Chapter 15

JURY TRIALS ARE REALLY NOTHING MORE THAN POORLY WRITTEN stage plays. You’ve got two authors writing opposing narratives and a director who is paid not to care about either outcome. Hired actors sit on either end of the stage, while unwitting audience members strive to remain quiet. No applause should be rendered, no gasps of glory. Witnesses sit agape with fury as they stumble across their rehearsed lines. If only they had practiced just once more. If only they had more time or a dress rehearsal, then they would recite their packaged words with such eloquent delivery that the critics in the jury box would believe only them.
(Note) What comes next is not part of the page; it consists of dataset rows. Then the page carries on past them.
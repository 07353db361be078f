//! Engine entry points tying the analysis components together.
//!
//! `ForecastEngine` owns a validated config and exposes the two
//! operations: cash runway analysis from current inputs, and
//! plan-vs-actual variance analysis over monthly records. Both are
//! pure given their arguments, the caller supplies the `as_of`
//! timestamp.

use crate::{
    config::EngineConfig,
    error::EngineResult,
    fundraising::{self, FundraisingAdvice},
    insight::{self, Insight},
    projection::{self, CashProjection, RunwayInputs},
    record::{Metric, MonthlyFinancialRecord},
    root_cause::{self, PeriodRootCauses},
    scenario::{self, ScenarioKind, ScenarioResult},
    sensitivity::{self, SensitivityReport},
    trend::{self, TrendSummary},
    types::CompanyStage,
    variance::{self, AlignmentStatus, VarianceRecord},
};
use chrono::{DateTime, Utc};
use serde::Serialize;
use std::collections::BTreeMap;

#[derive(Debug, Clone, Serialize)]
pub struct RunwayAnalysis {
    pub as_of: DateTime<Utc>,
    pub projection: CashProjection,
    /// Absent when the caller opted out of scenario generation.
    pub scenarios: Option<BTreeMap<ScenarioKind, ScenarioResult>>,
    pub sensitivity: SensitivityReport,
    pub fundraising: FundraisingAdvice,
    pub insights: Vec<Insight>,
}

#[derive(Debug, Clone, Serialize)]
pub struct MetricAverage {
    pub metric: Metric,
    pub avg_abs_variance_percent: f64,
}

#[derive(Debug, Clone, Serialize)]
pub struct VarianceSummary {
    pub metrics_analyzed: usize,
    pub total_data_points: usize,
    pub overall_avg_variance_percent: f64,
    pub variance_volatility: f64,
    /// Up to three metrics with the largest mean |variance %|.
    pub worst_metrics: Vec<MetricAverage>,
    /// Up to three metrics with the smallest mean |variance %|.
    pub best_metrics: Vec<MetricAverage>,
}

#[derive(Debug, Clone, Serialize)]
pub struct VarianceReport {
    pub as_of: DateTime<Utc>,
    pub stage: CompanyStage,
    pub alignment: AlignmentStatus,
    pub aligned_months: usize,
    pub variances: Vec<VarianceRecord>,
    pub significant: Vec<VarianceRecord>,
    pub summary: Option<VarianceSummary>,
    pub root_causes: Vec<PeriodRootCauses>,
    pub trend: TrendSummary,
    pub insights: Vec<Insight>,
}

#[derive(Debug, Clone)]
pub struct ForecastEngine {
    config: EngineConfig,
}

impl ForecastEngine {
    pub fn new(config: EngineConfig) -> EngineResult<Self> {
        config.validate()?;
        Ok(Self { config })
    }

    pub fn with_defaults() -> Self {
        Self {
            config: EngineConfig::default(),
        }
    }

    pub fn config(&self) -> &EngineConfig {
        &self.config
    }

    /// Full runway analysis: basic and growth-adjusted projections,
    /// sensitivity, fundraising timing and optionally the scenario set.
    pub fn calculate_runway(
        &self,
        inputs: &RunwayInputs,
        include_scenarios: bool,
        as_of: DateTime<Utc>,
    ) -> EngineResult<RunwayAnalysis> {
        let projection = projection::project(inputs, as_of, &self.config)?;
        log::info!(
            "Runway: {:.1} months basic at net burn {:.0}",
            projection
                .basic
                .months
                .capped(self.config.simulation.horizon_months as f64),
            projection.net_burn_rate,
        );

        let scenarios = if include_scenarios {
            Some(scenario::generate(inputs, as_of, &self.config)?)
        } else {
            None
        };
        let sensitivity = sensitivity::analyze(inputs, as_of, &self.config)?;
        let fundraising = fundraising::advise(projection.basic.months, as_of, &self.config);
        let insights = insight::runway_insights(&projection, scenarios.as_ref());

        Ok(RunwayAnalysis {
            as_of,
            projection,
            scenarios,
            sensitivity,
            fundraising,
            insights,
        })
    }

    /// Plan-vs-actual variance analysis over monthly records.
    pub fn analyze_variance(
        &self,
        planned: &[MonthlyFinancialRecord],
        actual: &[MonthlyFinancialRecord],
        stage: CompanyStage,
        as_of: DateTime<Utc>,
    ) -> EngineResult<VarianceReport> {
        for record in planned.iter().chain(actual) {
            record.validate()?;
        }

        let (aligned, alignment) = variance::align(planned, actual)?;
        let variances = variance::compute(&aligned, stage, &self.config);
        let significant: Vec<VarianceRecord> = variances
            .iter()
            .filter(|v| v.significance.is_significant())
            .cloned()
            .collect();
        log::info!(
            "Variance: {} aligned months, {} records, {} significant",
            aligned.len(),
            variances.len(),
            significant.len(),
        );

        let root_causes = root_cause::analyze(&variances, &aligned, &self.config);
        let trend = trend::analyze(&aligned, &self.config);
        let insights = insight::variance_insights(&significant, &trend, &self.config);

        Ok(VarianceReport {
            as_of,
            stage,
            alignment,
            aligned_months: aligned.len(),
            summary: summarize(&variances),
            variances,
            significant,
            root_causes,
            trend,
            insights,
        })
    }
}

fn summarize(variances: &[VarianceRecord]) -> Option<VarianceSummary> {
    if variances.is_empty() {
        return None;
    }

    let mut by_metric: BTreeMap<Metric, Vec<f64>> = BTreeMap::new();
    for variance in variances {
        by_metric
            .entry(variance.metric)
            .or_default()
            .push(variance.variance_percent.abs());
    }

    let mut averages: Vec<MetricAverage> = by_metric
        .iter()
        .map(|(&metric, values)| MetricAverage {
            metric,
            avg_abs_variance_percent: values.iter().sum::<f64>() / values.len() as f64,
        })
        .collect();
    averages.sort_by(|a, b| {
        b.avg_abs_variance_percent
            .partial_cmp(&a.avg_abs_variance_percent)
            .unwrap_or(std::cmp::Ordering::Equal)
    });

    let worst_metrics: Vec<MetricAverage> = averages.iter().take(3).cloned().collect();
    let best_metrics: Vec<MetricAverage> = averages.iter().rev().take(3).cloned().collect();

    let all: Vec<f64> = variances.iter().map(|v| v.variance_percent.abs()).collect();
    let mean = all.iter().sum::<f64>() / all.len() as f64;
    let volatility =
        (all.iter().map(|v| (v - mean).powi(2)).sum::<f64>() / all.len() as f64).sqrt();

    Some(VarianceSummary {
        metrics_analyzed: by_metric.len(),
        total_data_points: variances.len(),
        overall_avg_variance_percent: mean,
        variance_volatility: volatility,
        worst_metrics,
        best_metrics,
    })
}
On his most recent visit, Oliver bequeathed to me a clean copy of my trial transcript—all twelve volumes, as if I would read through them and inexplicably be able to tell him about all the testimony that never came in and show him all the evidence that was deemed inadmissible by Herr Direktor. He seemed to need some sort of tangible reason for involvement that he could take home to his girlfriend or mother and show purpose of trade. After all these months, he still didn’t realize that my memory has become as foggy as an old shadow. As watered down as community theater.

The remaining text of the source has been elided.